Paired Multiome samples

[icenzano]

Discussed in https://github.com/GreenleafLab/ArchR/discussions/2141

^{Originally posted by **icenzano** March 28, 2024} Hello everyone! I am starting with multi-omics analysis and I need to analyze our three 10x multi-omics datasets with ArchR. However, I am not sure about the correct order to follow. If I have multiple samples, which is the correct approach? 1. Should I integrate RNA samples and ATAC samples separately using Harmony (or any other batch correction method) and then combine/integrate both omics layers using the batch corrected dimension coming from each omic? 2. Or, should I integrate both omics layers first and then correct the batch effect coming from having three samples using Harmony (or any other batch correction method) within the combined dimension? Thank you.

[rcorces]

Hi @icenzano! Thanks for using ArchR! Lately, it has been very challenging for me to keep up with maintenance of this package and all of my other responsibilities as a PI. I have not been responding to issue posts and I have not been pushing updates to the software.

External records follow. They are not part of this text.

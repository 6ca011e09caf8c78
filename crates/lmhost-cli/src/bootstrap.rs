//! CLI bootstrap - the composition root.
//!
//! Settings, paths and the engine are built here; handlers only ever see
//! the finished [`CliContext`].

use std::path::PathBuf;
use std::sync::Arc;

use anyhow::{Context, Result};
use lmhost_core::{RuntimePaths, Settings, validate_settings};
use lmhost_runtime::{BinaryProvisioner, LocalEngine};
use tokio::task::JoinHandle;
use tokio_util::sync::CancellationToken;
use tracing::debug;

use crate::progress::CliProgress;

/// Bootstrap configuration for the CLI.
#[derive(Debug, Clone)]
pub struct CliConfig {
    pub settings: Settings,
    pub paths: RuntimePaths,
}

impl CliConfig {
    /// Environment settings with command-line overrides applied.
    pub fn from_args(port: Option<u16>, data_dir: Option<PathBuf>) -> Result<Self> {
        let mut settings = Settings::from_env();
        if port.is_some() {
            settings.port = port;
        }
        if data_dir.is_some() {
            settings.data_dir = data_dir;
        }
        validate_settings(&settings)?;

        let mut paths = RuntimePaths::resolve().context("failed to resolve lmhost directories")?;
        if let Some(dir) = &settings.data_dir {
            paths.models_dir = dir.join("models");
            paths.data_root.clone_from(dir);
        }

        Ok(Self { settings, paths })
    }
}

/// Fully composed context for CLI commands.
pub struct CliContext {
    pub engine: LocalEngine,
    pub settings: Settings,
    /// Cancelled on Ctrl-C; aborts binary downloads and model pulls.
    pub cancel: CancellationToken,
}

impl CliContext {
    /// Cancel [`Self::cancel`] when Ctrl-C arrives. Abort the handle when done.
    pub fn cancel_on_ctrl_c(&self) -> JoinHandle<()> {
        let cancel = self.cancel.clone();
        tokio::spawn(async move {
            if tokio::signal::ctrl_c().await.is_ok() {
                debug!("Ctrl-C received, cancelling");
                cancel.cancel();
            }
        })
    }
}

pub fn bootstrap(config: CliConfig) -> CliContext {
    let cancel = CancellationToken::new();
    let provisioner = BinaryProvisioner::new(config.paths.clone())
        .with_progress(Arc::new(CliProgress::new()))
        .with_cancellation(cancel.clone());
    let engine = LocalEngine::builder(&config.settings, config.paths)
        .executable_source(Arc::new(provisioner))
        .build();

    CliContext {
        engine,
        settings: config.settings,
        cancel,
    }
}
//! Executable source port.
//!
//! The process supervisor only needs "a path to a server executable"; where
//! it comes from (bundled copy, download, system install, test script) is the
//! implementor's concern.

use std::path::PathBuf;

use async_trait::async_trait;

use crate::error::ProvisionError;

/// Anything that can produce the path of a runnable server executable.
#[cfg_attr(test, mockall::automock)]
#[async_trait]
pub trait ExecutableSource: Send + Sync {
    /// Resolve (installing if needed) the server executable.
    async fn resolve(&self) -> Result<PathBuf, ProvisionError>;
}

We are actively searching to hire a computational biologist to continue to develop and maintain ArchR and related tools. If you know someone who might be a good fit, please let us know! In the meantime, your issue will likely go without a reply. Most issues with ArchR right not relate to compatibility. Try reverting to R 4.1 and Bioconductor 3.15. Newer versions of Seurat and Matrix also are causing issues. Sorry for not being able to provide active support for this package at this time.